** Work task **
Where a line has odd spacing or punctuation, keep it; transcribe all the entries exactly.

Saved data entries:
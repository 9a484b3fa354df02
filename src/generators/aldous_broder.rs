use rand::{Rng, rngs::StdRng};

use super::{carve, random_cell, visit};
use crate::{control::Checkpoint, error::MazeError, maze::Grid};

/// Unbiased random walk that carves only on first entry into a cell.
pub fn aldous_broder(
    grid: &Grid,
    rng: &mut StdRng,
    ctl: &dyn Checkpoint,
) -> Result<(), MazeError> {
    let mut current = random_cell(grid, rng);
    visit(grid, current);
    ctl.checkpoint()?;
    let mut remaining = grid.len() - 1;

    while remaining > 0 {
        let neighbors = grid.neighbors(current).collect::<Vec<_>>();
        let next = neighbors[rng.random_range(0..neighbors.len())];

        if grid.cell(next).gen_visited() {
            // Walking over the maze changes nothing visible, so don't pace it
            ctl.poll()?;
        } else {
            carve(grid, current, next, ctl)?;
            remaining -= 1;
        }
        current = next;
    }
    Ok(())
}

** Response below **
repository 9a484b3fa354df02
filename src/generators/aldous_broder.rs
use rand::{Rng, rngs::StdRng};

use super::{carve, random_cell, visit};
use crate::{control::Checkpoint, error::MazeError, maze::Grid};

/// Unbiased random walk that carves only on first entry into a cell.
pub fn aldous_broder(
    grid: &Grid,
    rng: &mut StdRng,
    ctl: &dyn Checkpoint,
) -> Result<(), MazeError> {
    let mut current = random_cell(grid, rng);
    visit(grid, current);
    ctl.checkpoint()?;
    let mut remaining = grid.len() - 1;

    while remaining > 0 {
        let neighbors = grid.neighbors(current).collect::<Vec<_>>();
        let next = neighbors[rng.random_range(0..neighbors.len())];

        if grid.cell(next).gen_visited() {
            // Walking over the maze changes nothing visible, so don't pace it
            ctl.poll()?;
        } else {
            carve(grid, current, next, ctl)?;
            remaining -= 1;
        }
        current = next;
    }
    Ok(())
}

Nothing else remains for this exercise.